La Marcha Verde con la que Marruecos ocupó el Sahara ha cumplido este mes 35 años. Más de tres décadas en las que poco o nada ha cambiado para los saharauis. Y nada cambiará mientras la venta de armas, de tomates o recursos naturales tan valiosos como el fosfato estén de por medio.
En estos años la población saharaui ha sufrido bombardeos con napalm y fósforo blanco, ha tenido que exiliarse y resistir en los territorios ocupados, ha visto negados sus derechos más básicos y sigue buscando a sus desaparecidos, a los de antes y a los de ahora.

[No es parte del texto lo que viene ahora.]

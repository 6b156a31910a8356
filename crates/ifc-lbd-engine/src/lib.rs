// This Source Code Form is subject to the terms of the Mozilla Public
// License, v. 2.0. If a copy of the MPL was not distributed with this
// file, You can obtain one at https://mozilla.org/MPL/2.0/.

//! IFC-LBD Engine - Linked Building Data conversion
//!
//! This crate turns any [`BuildingModel`](ifc_lbd_model::BuildingModel) into
//! a Building Topology Ontology graph serialized as Turtle, together with an
//! audit trail of every attribute it emitted.
//!
//! # Features
//!
//! - **Category filter** - choose which of sites, buildings, storeys,
//!   spaces, elements, interfaces and zones are traversed
//! - **Declared relation plan** - relations to disabled or missing targets
//!   are dropped with a warning instead of dangling
//! - **Typed attributes** - property values become `xsd:boolean`, `xsd:int`,
//!   `xsd:double` or `xsd:string` literals with inferred units
//! - **Atomic output** - documents and audit tables never land half-written
//!
//! # Example
//!
//! ```ignore
//! use ifc_lbd_engine::{convert, ConversionOptions, EntityFilter};
//! use ifc_lbd_model::{Category, InMemoryModel};
//!
//! let model = InMemoryModel::open("model.json")?;
//! let options = ConversionOptions::new()
//!     .with_filter(EntityFilter::excluding([Category::Interface]));
//!
//! let conversion = convert(&model, &options)?;
//! conversion.write_turtle("model.ttl")?;
//! conversion.audit.write_csv("model.csv")?;
//! ```

pub mod audit;
mod engine;
pub mod error;
pub mod filter;
pub mod flatten;
pub mod namespace;
pub mod options;
pub mod output;
pub mod serializer;
pub mod triple;
pub mod units;

pub use audit::{AuditRow, AuditSubject, AuditTrail, AUDIT_COLUMNS};
pub use engine::{
    convert, Conversion, ConversionReport, DanglingReference, Graph, GraphMapper, RelationRule,
    Walk, RELATION_PLAN,
};
pub use error::{ConvertError, Result};
pub use filter::EntityFilter;
pub use flatten::{flatten_attribute, flatten_attribute_set, FlatAttribute};
pub use options::ConversionOptions;
pub use triple::{EntityBlock, Literal, Object, Triple, TripleKind, XsdType};
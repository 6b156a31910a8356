// This Source Code Form is subject to the terms of the Mozilla Public
// License, v. 2.0. If a copy of the MPL was not distributed with this
// file, You can obtain one at https://mozilla.org/MPL/2.0/.

//! Fixed vocabulary set of the output document

use ifc_lbd_model::Category;

pub const RDF: &str = "http://www.w3.org/1999/02/22-rdf-syntax-ns#";
pub const RDFS: &str = "http://www.w3.org/2000/01/rdf-schema#";
pub const XSD: &str = "http://www.w3.org/2001/XMLSchema#";
pub const BOT: &str = "https://w3id.org/bot#";
pub const BEO: &str = "https://pi.pauwel.be/voc/buildingelement#";
pub const MEP: &str = "https://pi.pauwel.be/voc/distributionelement#";
pub const GEOM: &str = "https://w3id.org/geom#";
pub const PROPS: &str = "https://w3id.org/props#";
pub const OWL_ONTOLOGY: &str = "http://www.w3.org/2002/07/owl#Ontology";

/// Prefix of instance nodes; bound to the run's base URI
pub const INST: &str = "inst";

/// Default base URI stem, completed with a timestamp per run
pub const DEFAULT_BASE_STEM: &str = "http://linkedbuildingdata.net/ifc/resources";

/// Prefix bindings in header order
pub const PREFIXES: [(&str, &str); 8] = [
    ("rdf", RDF),
    ("rdfs", RDFS),
    ("xsd", XSD),
    ("bot", BOT),
    ("beo", BEO),
    ("mep", MEP),
    ("geom", GEOM),
    ("props", PROPS),
];

pub const RDFS_LABEL: &str = "rdfs:label";
pub const RDFS_COMMENT: &str = "rdfs:comment";
pub const HAS_GUID: &str = "bot:hasGuid";
pub const HAS_COMPRESSED_GUID: &str = "props:hasCompressedGuid";
pub const HAS_BUILDING: &str = "bot:hasBuilding";
pub const HAS_STOREY: &str = "bot:hasStorey";
pub const HAS_SPACE: &str = "bot:hasSpace";
pub const CONTAINS_ELEMENT: &str = "bot:containsElement";
pub const ADJACENT_ELEMENT: &str = "bot:adjacentElement";
pub const HOSTS_ELEMENT: &str = "bot:hostsElement";
pub const INTERFACE_OF: &str = "bot:interfaceOf";

/// BOT class of a category
pub fn class_of(category: Category) -> &'static str {
    match category {
        Category::Site => "bot:Site",
        Category::Building => "bot:Building",
        Category::Storey => "bot:Storey",
        Category::Space => "bot:Space",
        Category::Element => "bot:Element",
        Category::Interface => "bot:Interface",
        Category::Zone => "bot:Zone",
    }
}

/// Attribute predicate for a cleaned attribute name
pub fn props_predicate(name: &str) -> String {
    format!("props:{}", name)
}
// This Source Code Form is subject to the terms of the Mozilla Public
// License, v. 2.0. If a copy of the MPL was not distributed with this
// file, You can obtain one at https://mozilla.org/MPL/2.0/.

//! Property sets attached to building entities

use crate::AttributeValue;
use indexmap::IndexMap;
use serde::{Deserialize, Serialize};

/// Reserved key carrying the property set's own entity id
///
/// Loaders that flatten property sets into plain maps often include it; it
/// is never an attribute of the owning entity.
pub const RESERVED_ID_KEY: &str = "id";

/// A named property set
///
/// Attributes keep their insertion order, which is the order they are
/// emitted in.
#[derive(Clone, Debug, PartialEq, Default, Serialize, Deserialize)]
pub struct AttributeSet {
    /// Property set name (e.g., "Pset_WallCommon")
    pub name: String,
    /// Attributes in this set
    #[serde(default)]
    pub attributes: IndexMap<String, AttributeValue>,
}

impl AttributeSet {
    /// Create a new, empty property set
    pub fn new(name: impl Into<String>) -> Self {
        Self {
            name: name.into(),
            attributes: IndexMap::new(),
        }
    }

    /// Add an attribute, replacing any previous value with the same name
    pub fn insert(&mut self, name: impl Into<String>, value: impl Into<AttributeValue>) {
        self.attributes.insert(name.into(), value.into());
    }

    /// Builder-style variant of [`AttributeSet::insert`]
    pub fn with(mut self, name: impl Into<String>, value: impl Into<AttributeValue>) -> Self {
        self.insert(name, value);
        self
    }

    /// Get an attribute by name
    pub fn get(&self, name: &str) -> Option<&AttributeValue> {
        self.attributes.get(name)
    }

    /// Iterate attributes in insertion order
    pub fn iter(&self) -> impl Iterator<Item = (&str, &AttributeValue)> {
        self.attributes.iter().map(|(k, v)| (k.as_str(), v))
    }

    /// Number of attributes, including a reserved `id` key if present
    pub fn len(&self) -> usize {
        self.attributes.len()
    }

    /// Check if the set has no attributes
    pub fn is_empty(&self) -> bool {
        self.attributes.is_empty()
    }
}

El reciente desmantelamiento del campamento protesta de El Aaiún y las graves denuncias de violaciones de derechos humanos muestran una vez más la impunidad del régimen alauí, para el que no existen sanciones ni condenas internacionales. Ni siquiera nadie ha propuesto una comisión de investigación al más alto nivel. La ministra española de Exteriores, Trinidad Jiménez, pide prudencia y contención mientras los pocos activistas que han logrado burlar el férreo bloqueo marroquí hablan de detenciones masivas, de fosas comunes, de heridos escondidos en sus casas por temor a las represalias, de gritos de torturados en la noche, de centros de detención clandestinos, de cadáveres arrojados al río o abandonados en el desierto.
En una situación así, con una ciudad tomada por tierra y aire y sin presencia de los medios de comunicación, es prácticamente imposible ofrecer datos fidedignos e imágenes que corroboren estos relatos, lo que sin duda busca Marruecos, que ha puesto a trabajar a todo su aparato propagandístico. Basta ver las comparecencias de sus ministros de Exteriores y Comunicación para arremeter contra todo el que no ofrece la versión oficial, o la visita ayer a Madrid del titular de Interior Taieb Cherkaui. Y, curiosamente, alguien está filtrando fotos de bebés heridos en Gaza como si fueran saharauis.
Sólo la presión ciudadana y la presencia sobre el terreno de una comisión de investigación internacional podrá acabar con el problema. Un problema que se llama impunidad.